"Cars" and "Cars 2," are outliers in Pixar's lineup of critically acclaimed, family friendly blockbusters: the original made a fortune despite poor reviews, and the sequel made another fortune despite even worse reviews. A sort-of spin-off, "Planes"—which is not part of the extended Carsoverse, but was released by Pixar's parent company, Disney—got pounded like a piñata by reviewers, but it made so much loot that Pixar churned out a sequel, "Planes: Fire & Rescue," one year later.

Lo and behold: here's "Cars 3," a smiley-faced Frankenstein's monster comprised of bits and pieces lifted from every other sports film in existence. The screenplay rips off the main plot of the Tom Cruise racing picture "Days of Thunder" (knowingly, though; a supporting race car character is cleverly named "Cruz") and merges it with bits of "Rocky III," the one where the champ went soft and had to find his edge again; "Rocky IV," where the champ had to train in snowy Siberian woods to fend off a challenger who relied on steroids and fancy machines, and "Creed," where the champ realized that passing wisdom on to the next generation can be as satisfying as acquiring it when you're young. There is, at the level of plot and characterization, not a single major element in this movie that you haven't seen elsewhere, possibly in a "Cars" or "Planes" film. Despite its lack of originality, as well as its lackadaisical storytelling and world building, it satisfies in that amiably weird way that only a "Cars" film can.

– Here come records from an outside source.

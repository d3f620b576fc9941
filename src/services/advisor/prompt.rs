//! Advisor System Prompt
//!
//! Builds the system prompt each advisor conversation starts from:
//! persona, the business profile block, the last five metric entries
//! and the response-format contract. Memory context from the retrieval
//! layer is appended by the caller when non-empty.

use crate::models::business::{MetricRecord, Project};

/// Render the full system prompt for a project and its metric history.
///
/// Only the last 5 metric records are included, oldest first. A missing
/// project renders the onboarding variant of the context block.
pub fn build_system_prompt(project: Option<&Project>, metrics: &[MetricRecord]) -> String {
    let recent = if metrics.len() > 5 {
        &metrics[metrics.len() - 5..]
    } else {
        metrics
    };

    let business_context = match project {
        Some(project) => {
            let kind = if project.is_local {
                match project.location.as_deref() {
                    Some(location) => format!("Local business in {location}"),
                    None => "Local business".to_string(),
                }
            } else {
                "Online business".to_string()
            };
            format!(
                "\nProject: {}\nBusiness Type: {}\nTarget Customer: {}\nType: {}\nCurrent Offer: {}\nPricing: {}\nRevenue Goal: {}\nTime Available: {} per day\nCurrent Focus: {}\nFocus Mode: {}\nMarketing Preference: {}\n",
                project.name,
                project.business_type,
                project.target_customer,
                kind,
                project.core_offer_summary,
                project.pricing,
                project.revenue_goal,
                project.available_daily_time,
                project.current_focus(),
                project.focus_mode.as_str(),
                project
                    .marketing_preference
                    .as_deref()
                    .unwrap_or("Not specified"),
            )
        }
        None => "No project set up yet. Help them get started.".to_string(),
    };

    let metrics_section = if recent.is_empty() {
        String::new()
    } else {
        let entries = recent
            .iter()
            .map(|record| {
                let notes_line = match &record.notes {
                    Some(notes) => format!("Notes: {notes}"),
                    None => String::new(),
                };
                format!(
                    "\nDate: {}\nViews: {} | Clicks: {} | Messages: {} | Calls: {} | Sales: {}\n{}",
                    record.date,
                    record.views,
                    record.clicks,
                    record.messages,
                    record.calls,
                    record.sales,
                    notes_line,
                )
            })
            .collect::<Vec<_>>()
            .join("\n");
        format!("\n=== RECENT METRICS ===\n{entries}\n")
    };

    format!(
        r#"You are SKYFORGE — a recursive, adaptive, hyper-intelligent business advisor designed for SMBs. Your purpose is to help this specific business grow revenue with minimal friction.

=== BUSINESS CONTEXT ===
{context}

{metrics}

=== YOUR DIRECTIVES ===
1. ALWAYS reference this specific business in your responses
2. NEVER give generic advice - be specific to their industry, location, and situation
3. ALWAYS provide exact scripts, templates, and copy they can use immediately
4. ALWAYS optimize for CASHFLOW FIRST, then scale
5. Keep responses concise and actionable
6. When analyzing metrics:
   - Views ↑ clicks ↓ = hook/offer mismatch
   - Clicks ↑ bookings ↓ = page friction
   - Calls ↑ sales ↓ = sales script issue
   - DMs ↑ conversions ↓ = wrong offer

=== RESPONSE FORMAT ===
Be direct and action-oriented. Use clear sections when providing:
- DIAGNOSIS: What's the real problem
- ACTION: What to do (1-3 steps max)
- SCRIPT/COPY: Exact words to use
- NEXT: What to measure/report back

Never overwhelm. One clear direction at a time."#,
        context = business_context,
        metrics = metrics_section,
    )
}

// ============================================================================
// Tests
// ============================================================================
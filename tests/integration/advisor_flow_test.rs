//! Advisor Conversation Integration Tests
//!
//! Drives a full advisor exchange: system prompt assembly with workspace
//! memory context, a scripted model reply, directive extraction and
//! memory capture of the exchange. No real model host is involved.

use std::sync::Arc;

use chrono::Utc;

use skyforge_core::models::business::{
    FocusMode, MetricRecord, PrimaryProblem, Project, ProjectStatus,
};
use skyforge_core::models::memory::{MemorySourceType, MemoryTag, MemoryWriteRequest};
use skyforge_core::services::advisor::{
    build_system_prompt, extract_directive_from_response, AdvisorClient, ChatMessage,
};
use skyforge_core::services::memory::{extract_advisor_memories, MemoryService};
use skyforge_core::storage::kv::{DurableStore, SqliteStore};
use skyforge_core::utils::dates::days_ago_string;
use skyforge_core::utils::error::AppResult;

/// Canned-reply double standing in for the model host
struct ScriptedAdvisor {
    reply: &'static str,
}

impl AdvisorClient for ScriptedAdvisor {
    fn generate(&self, _prompt: &str) -> AppResult<String> {
        Ok(self.reply.to_string())
    }

    fn send_message(&self, _messages: &[ChatMessage]) -> AppResult<String> {
        Ok(self.reply.to_string())
    }
}

fn open_memory() -> Arc<MemoryService> {
    let store: Arc<dyn DurableStore> =
        Arc::new(SqliteStore::open_in_memory().expect("in-memory store"));
    Arc::new(MemoryService::new(store))
}

fn sample_project() -> Project {
    Project {
        id: "p1".to_string(),
        name: "Acme Fitness".to_string(),
        created_at: Utc::now(),
        updated_at: Utc::now(),
        status: ProjectStatus::Active,
        business_type: "Personal training".to_string(),
        target_customer: "Busy professionals".to_string(),
        is_local: true,
        location: Some("Austin".to_string()),
        revenue_goal: "$10k/mo".to_string(),
        available_daily_time: "2 hours".to_string(),
        preferred_contact_method: None,
        core_offer_summary: "12-week coaching program".to_string(),
        pricing: "$200/mo".to_string(),
        bottleneck: PrimaryProblem::Sales,
        focus_mode: FocusMode::Autopilot,
        manual_focus_area: None,
        last_analysis_summary: None,
        metrics_summary: None,
        daily_directive: None,
        advisor_directive: None,
        marketing_preference: None,
        platforms: None,
    }
}

#[test]
fn test_full_exchange_stores_directive_and_memory() {
    let memory = open_memory();
    let project = sample_project();
    let metrics = vec![
        MetricRecord::new("p1", days_ago_string(1)).with_counts(80, 12, 1, 0, 0),
        MetricRecord::new("p1", days_ago_string(2)).with_counts(60, 9, 0, 0, 0),
    ];

    // context surviving from an earlier session
    memory
        .append_chunks(
            "p1",
            &[MemoryWriteRequest::new(
                "Decided to focus on corporate clients",
                vec![MemoryTag::Decision, MemoryTag::Audience],
                MemorySourceType::Decision,
                "Positioning decision",
            )],
        )
        .unwrap();

    let user_message = "Clicks are fine but nobody buys";
    let system_prompt = build_system_prompt(Some(&project), &metrics);
    let context = memory.formatted_context("p1", user_message).unwrap();
    let full_prompt = if context.is_empty() {
        system_prompt
    } else {
        format!("{system_prompt}\n\n{context}")
    };

    assert!(full_prompt.contains("=== BUSINESS CONTEXT ==="));
    assert!(full_prompt.contains("=== WORKSPACE MEMORY ==="));
    assert!(full_prompt.contains("corporate clients"));

    // "Remember" is a decision phrase: the reply alone clears the memory
    // admission filter even though the user message does not
    let client = ScriptedAdvisor {
        reply: "DIAGNOSIS: interest without purchases.\nAction: Call your last ten warm leads today\nWhy: twelve clicks produced zero sales this week\nRemember this pattern when reviewing metrics.",
    };
    let messages = vec![ChatMessage::system(full_prompt), ChatMessage::user(user_message)];
    let reply = client.send_message(&messages).unwrap();

    let directive = extract_directive_from_response(&reply).expect("directive parsed");
    assert_eq!(directive.title, "Call your last ten warm leads today");
    assert_eq!(directive.reason, "twelve clicks produced zero sales this week");

    let writes = extract_advisor_memories(&reply, user_message, "Acme Fitness");
    assert_eq!(writes.len(), 1);
    memory.append_chunks("p1", &writes).unwrap();

    let chunks = memory.project_chunks("p1").unwrap();
    assert!(chunks
        .iter()
        .any(|chunk| chunk.content.starts_with("Advisor recommendation for Acme Fitness:")));
}

#[test]
fn test_low_signal_exchange_writes_nothing() {
    let memory = open_memory();
    let project = sample_project();

    let system_prompt = build_system_prompt(Some(&project), &[]);
    let context = memory.formatted_context("p1", "quick question").unwrap();
    assert_eq!(context, "");
    assert!(!system_prompt.contains("=== WORKSPACE MEMORY ==="));

    let client = ScriptedAdvisor {
        reply: "Focus on referrals this week. Ask every happy client for one intro.",
    };
    let reply = client
        .send_message(&[ChatMessage::system(system_prompt), ChatMessage::user("quick question")])
        .unwrap();

    // the first sentence still becomes a directive
    let directive = extract_directive_from_response(&reply).expect("fallback directive");
    assert_eq!(directive.title, "Focus on referrals this week");

    // but an exchange without significance markers leaves no memory
    let writes = extract_advisor_memories(&reply, "quick question", "Acme Fitness");
    assert!(writes.is_empty());
    assert!(memory.project_chunks("p1").unwrap().is_empty());
}

#[test]
fn test_single_shot_generation_path() {
    let client = ScriptedAdvisor {
        reply: "Task: Publish one client story\nWhy: social proof is thin",
    };

    let reply = client.generate("standalone analysis prompt").unwrap();
    let directive = extract_directive_from_response(&reply).expect("directive parsed");

    assert_eq!(directive.title, "Publish one client story");
    assert_eq!(directive.reason, "social proof is thin");
    assert_eq!(directive.estimated_time, "20-30 minutes");
}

Champion race car Lightning McQueen (Owen Wilson) has been on top for so long that he has failed to notice that he's not getting any younger. He's challenged by a snotty, bullying wannabe-champ, Jackson Storm (Armie Hammer), a super-high tech car that can go 200 m.p.h. without breaking a—well, cars don't sweat, but you get the idea. Following a disastrous defeat by Storm, Lightning lets his sponsor Sterling (Nathan Fillion) talk him into training in an elaborate racing simulation facility under a younger trainer, Cruz Ramirez (Cristela Alonzo), who excitedly but thoughtlessly describes him as "my senior project." When Lighting wipes out there, too, Sterling informs him that he's mainly interested in using a retired Lightning as a pitchman for Rust-eze mud flaps. This leads the former champ to return to his roots in the rural holler where his late mentor Doc Hudson (Paul Newman, playing "himself" via outtakes and a celebrity impersonator) learned skills and tricks that he passed down to Lightning. And it's here that "Rocky IV" rears its meaty head, with a montage that contrasts Lightning and Cruz driving through woods and around dirt tracks against shots of Storm training in an indoor facility that looks like a place where a Bond villain might throw a Christmas party.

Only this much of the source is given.